> **What is required**
Copies of all lines that contain "routes" are needed; take them from the data below.

(Stored data)
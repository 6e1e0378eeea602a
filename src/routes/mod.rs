pub mod admin;
pub mod assistant;
pub mod contacts;
pub mod health;
pub mod leads;
pub mod profile;
pub mod projects;
pub mod simulations;
pub mod simulator;

#[cfg(test)]
pub(crate) mod test_support;

use axum::{
    routing::{delete, get, post},
    Router,
};
use std::sync::Arc;

use crate::app::AppState;

/// Build the API router with all routes
pub fn api_router() -> Router<Arc<AppState>> {
    Router::new()
        // Public routes
        .route("/health", get(health::health_check))
        .route("/simulator/catalog", get(simulator::get_catalog))
        .route("/simulator/estimate", post(simulator::compute_estimate))
        .route("/portfolio", get(projects::list_portfolio))
        // Submissions (auth optional)
        .route("/simulations", post(simulations::submit_simulation))
        .route("/assistant/step", post(assistant::assistant_step))
        .route("/leads", post(leads::create_lead))
        .route("/contact", post(contacts::create_contact))
        // Authenticated
        .route("/me/simulations", get(simulations::list_my_simulations))
        .route("/me/projects", get(projects::list_my_projects))
        .route("/me/profile", get(profile::get_my_profile))
        .route("/me/roles/client", post(profile::join_as_client))
        // Admin
        .route("/admin/simulations", get(admin::list_simulations))
        .route("/admin/projects", get(admin::list_projects))
        .route("/admin/leads", get(admin::list_leads))
        .route("/admin/leads/:id", delete(admin::delete_lead))
        .route("/admin/contacts", get(admin::list_contacts))
        .route("/admin/contacts/:id", delete(admin::delete_contact))
}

> **The answer**
filename src/routes/mod.rs
/// Build the API router with all routes
        // Public routes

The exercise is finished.